Bullying jeopardizes children's safety and potentially creates both short- and long-term problems for all children involved.

Children who are bullied are more likely to develop future academic problems and psychological difficulties. Serious problems such as depression and low self-esteem can result, and they can continue into adulthood.

Children who bully and continue this behavior as adults have greater difficulty developing and maintaining positive relationships. Research shows that without effective intervention, children who regularly bully others may grow up to become perpetrators of domestic violence, child abuse, hate crimes, sexual abuse, and other illegal behavior. In fact, children with bullying problems at age 8 are six times more likely to be convicted of a crime by age 24 than children who do not bully.

How Many Children Does Bullying Really Affect?
Bullying affects virtually all children. Although it is true that some children will never be bullied, research shows that children witness 85 percent of school bullying incidents. Child witnesses, or bystanders, may feel powerless to stop bullying. They may fear being bullied next. And they may feel sad or guilty about the abuse others experience. Additionally, bystanders may see those who bully succeed at getting what they want. This may tempt bystanders to take part themselves.

Isn't Bullying Just a Normal Part of Growing Up?
The many myths about bullying include the notion that bullying is a harmless childhood activity and a normal part of growing up. Confusion about the difference between conflict and bullying can fuel this myth. Although occasional peer conflict is inevitable, bullying is not inevitable. In a conflict, both sides have equal power to resolve the problem. But bullying involves the intentional, one-sided use of power to control another. Its harmful consequences can affect people seriously for the rest of their lives.
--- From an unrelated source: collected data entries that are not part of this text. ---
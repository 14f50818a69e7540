//! Scenario 5: Assessment workflow
//!
//! Ownership scope and field conditions working together across the life of
//! an assessment:
//!
//! - analysts edit only their own assessments, and only while open
//! - managers edit any assessment of their company
//! - approval requires `status = submitted`; scores of 80 and above need the
//!   escalated grant held by company admins
//! - approved assessments cannot be deleted
//! - platform operators read across companies

use warden_contracts::{
    decision::{CheckFailure, PermissionResult},
    error::{WardenError, WardenResult},
    user::UserAuth,
};
use warden_core::{AccessGuard, AuthorizationEngine};

use crate::{mock_data, policy::insurance_engine, scenarios::describe};

/// Decide `action` on the stored assessment `assessment_id`.
pub fn check_assessment(
    engine: &AuthorizationEngine,
    user: &UserAuth,
    action: &str,
    assessment_id: &str,
) -> WardenResult<PermissionResult> {
    let assessment = mock_data::get_assessment(assessment_id).ok_or_else(|| WardenError::InvalidTarget {
        reason: format!("unknown assessment '{assessment_id}'"),
    })?;
    let target = assessment.target()?;
    Ok(engine.guard(user).can_access_resource("assessments", action, Some(&target)))
}

/// Run Scenario 5: Assessment workflow.
pub fn run_scenario() -> WardenResult<()> {
    println!("=== Scenario 5: Assessment workflow ===");
    println!();

    let (engine, _) = insurance_engine()?;

    let steps = [
        ("u-alice edits her draft as-100", mock_data::alice(), "update", "as-100"),
        ("u-alice edits u-maria's as-102", mock_data::alice(), "update", "as-102"),
        ("u-alice re-submits as-101", mock_data::alice(), "submit", "as-101"),
        ("u-maria edits u-alice's as-100", mock_data::maria(), "update", "as-100"),
        ("u-maria approves as-101 (score 62)", mock_data::maria(), "approve", "as-101"),
        ("u-maria approves as-102 (score 88)", mock_data::maria(), "approve", "as-102"),
        ("u-carlos approves as-102 (score 88)", mock_data::carlos(), "approve", "as-102"),
        ("u-maria deletes approved as-103", mock_data::maria(), "delete", "as-103"),
        ("u-oscar reads acme's as-101", mock_data::oscar(), "read", "as-101"),
        ("u-root reads globex's as-200", mock_data::root(), "read", "as-200"),
    ];

    for (label, user, action, assessment_id) in &steps {
        let result = check_assessment(&engine, user, action, assessment_id)?;
        println!("  {label}");
        println!("    {}", describe(&result));
        for check in &result.failed_checks {
            match &check.failure {
                CheckFailure::Scope { detail, .. } => println!("    scope: {detail}"),
                CheckFailure::Condition { detail, .. } => println!("    condition: {detail}"),
            }
        }
    }
    println!();

    println!("  Scenario 5 complete.");
    println!();
    Ok(())
}

#[cfg(test)]
mod tests {
    use warden_contracts::decision::DecisionReason;

    use super::*;

    fn granted_by(result: &PermissionResult) -> Option<&str> {
        result.granted_by.as_ref().map(|p| p.as_str())
    }

    #[test]
    fn test_analyst_edits_only_own_open_assessments() {
        let (engine, _) = insurance_engine().unwrap();
        let alice = mock_data::alice();

        let own = check_assessment(&engine, &alice, "update", "as-100").unwrap();
        assert_eq!(granted_by(&own), Some("assessments:update:own"));

        let theirs = check_assessment(&engine, &alice, "update", "as-102").unwrap();
        assert_eq!(theirs.reason, DecisionReason::ScopeOrConditionFailed);
        assert!(matches!(theirs.failed_checks[0].failure, CheckFailure::Scope { .. }));

        // Own but no longer open.
        let approved = check_assessment(&engine, &alice, "update", "as-103").unwrap();
        assert!(!approved.allowed);
        assert!(matches!(approved.failed_checks[0].failure, CheckFailure::Condition { .. }));
    }

    /// Managers fall through the own-scope alternative to the company-wide one.
    #[test]
    fn test_manager_edit_falls_through_to_company_scope() {
        let (engine, _) = insurance_engine().unwrap();
        let result = check_assessment(&engine, &mock_data::maria(), "update", "as-100").unwrap();
        assert_eq!(granted_by(&result), Some("assessments:update"));
        assert_eq!(result.matching_permissions.len(), 2);
    }

    #[test]
    fn test_approval_threshold_and_escalation() {
        let (engine, _) = insurance_engine().unwrap();

        let low = check_assessment(&engine, &mock_data::maria(), "approve", "as-101").unwrap();
        assert_eq!(granted_by(&low), Some("assessments:approve"));

        let high = check_assessment(&engine, &mock_data::maria(), "approve", "as-102").unwrap();
        assert!(!high.allowed);
        match &high.failed_checks[0].failure {
            CheckFailure::Condition { field, .. } => assert_eq!(field, "riskScore"),
            other => panic!("expected a condition failure, got {other:?}"),
        }

        let escalated = check_assessment(&engine, &mock_data::carlos(), "approve", "as-102").unwrap();
        assert_eq!(granted_by(&escalated), Some("assessments:approve:escalated"));

        // A draft cannot be approved by anyone.
        let draft = check_assessment(&engine, &mock_data::carlos(), "approve", "as-100").unwrap();
        assert!(!draft.allowed);
    }

    #[test]
    fn test_approved_assessment_cannot_be_deleted() {
        let (engine, _) = insurance_engine().unwrap();
        let maria = mock_data::maria();
        assert!(!check_assessment(&engine, &maria, "delete", "as-103").unwrap().allowed);
        assert!(check_assessment(&engine, &maria, "delete", "as-101").unwrap().allowed);
    }

    #[test]
    fn test_cross_company_reads() {
        let (engine, _) = insurance_engine().unwrap();
        assert!(!check_assessment(&engine, &mock_data::oscar(), "read", "as-101").unwrap().allowed);

        let root = check_assessment(&engine, &mock_data::root(), "read", "as-200").unwrap();
        assert_eq!(granted_by(&root), Some("assessments:read:any"));
    }

    #[test]
    fn test_unknown_assessment_is_an_error() {
        let (engine, _) = insurance_engine().unwrap();
        let err = check_assessment(&engine, &mock_data::alice(), "read", "as-999").unwrap_err();
        assert!(matches!(err, WardenError::InvalidTarget { .. }));
    }

    #[test]
    fn test_run_scenario() {
        run_scenario().unwrap();
    }
}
What Can You Tell Me About Bullying Between Siblings?
Some degree of conflict among siblings is to be expected. In some situations, however, sibling rivalry can develop into bullying as children jockey for power.

Given the normal amount of teasing and bickering in any family, it can be difficult for parents to know where to draw the line. Ideally, we want our children to learn to work out disagreements among themselves. But when is adult intervention necessary?

Here's a good rule of thumb: Behavior that would be unacceptable between two unrelated children is unacceptable between two siblings. When one child intentionally and consistently hurts or frightens a smaller or less powerful sibling, that's bullying--and it needs to stop. Like all forms of bullying, bullying among siblings can have long-term effects. It can damage self-esteem and set the pattern for abusive relationships in the future.